Marcin Wrona wstrząśnięty. Jego córka przeżyła chwile grozy na jednej z amerykańskich uczelni. Coś potwornego zmusiło studentów do barykadowania się w salach. Zobacz, co wysłała mu córka ze środka.
Cena amerykańskiego snu: gdy dziennikarz staje się ojcem ofiary
Marcin Wrona, korespondent TVN w Stanach Zjednoczonych, przyzwyczaił nas do chłodnego relacjonowania najważniejszych wydarzeń zza oceanu. Przez lata komentował politykę Białego Domu, zawiłości amerykańskiej gospodarki i te, niestety, powtarzające się jak refren, narodowe tragedie. Jednak w pewnym momencie profesjonalna maska opada, a obiektywny dziennikarz staje się po prostu zaniepokojonym ojcem.
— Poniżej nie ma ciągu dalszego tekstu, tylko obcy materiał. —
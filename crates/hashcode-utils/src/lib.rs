//! Const string hash functions for the hashcode crates.
//!
//! This crate provides the low-level hash shared between `hashcode-core` and
//! `hashcode-macros`. Every function is a `const fn` and the crate has zero
//! external dependencies, so proc macros can hash at expansion time.
//!
//! # Contents
//!
//! - [`string_hash`] - base-31 polynomial hash over code points
//! - [`utf16_string_hash`] - the same recurrence over UTF-16 code units
//! - [`hash_step`] - a single step of the recurrence

pub mod hash;

pub use hash::{hash_step, split_surrogates, string_hash, utf16_string_hash, HASH_MULTIPLIER};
Właśnie taki moment przeżył Wrona, kiedy jego media społecznościowe stały się areną relacji, która dotyczyła go bezpośrednio. Chodziło o Uniwersytet w Wirginii, a konkretnie o pilny apel policji uniwersyteckiej, który wezwał studentów do natychmiastowego znalezienia schronienia. Powód? Podejrzenie, że na terenie kampusu pojawił się uzbrojony napastnik. W centrum tego paraliżującego strachu znalazła się Maria, córka Wrony, która studiuje w tym miejscu.
Marcin Wrona fot. KAPiFAlarm jako codzienność
Incydent wydarzył się w poniedziałkowe popołudnie czasu amerykańskiego. Komunikat, który dotarł do studentów – wzywający do barykadowania się w bezpiecznych pomieszczeniach – jest, niestety, zbyt powszechny w amerykańskiej rzeczywistości. Oczywiście, tego dnia Maria, podobnie jak setki innych młodych ludzi, musiała zabarykadować się i czekać w niepewności. Dziennikarz nie ukrywał swojego przerażenia; jego posty oddawały stan skrajnego zdenerwowania, które jest zrozumiałe dla każdego rodzica, niezależnie od szerokości geograficznej.
Nagły szlag chce mnie trafić. Znowu atak na uczelni mojej córki. Maria siedzi z kolegami zabarykadowana w sali wykładowej. Do cholery, uczelnie i szkoły nie powinny być jak okopy przy linii frontu. Ameryka zwariowała. To zdjęcie córka wysłała mi przed chwilą — napisał na platformie X.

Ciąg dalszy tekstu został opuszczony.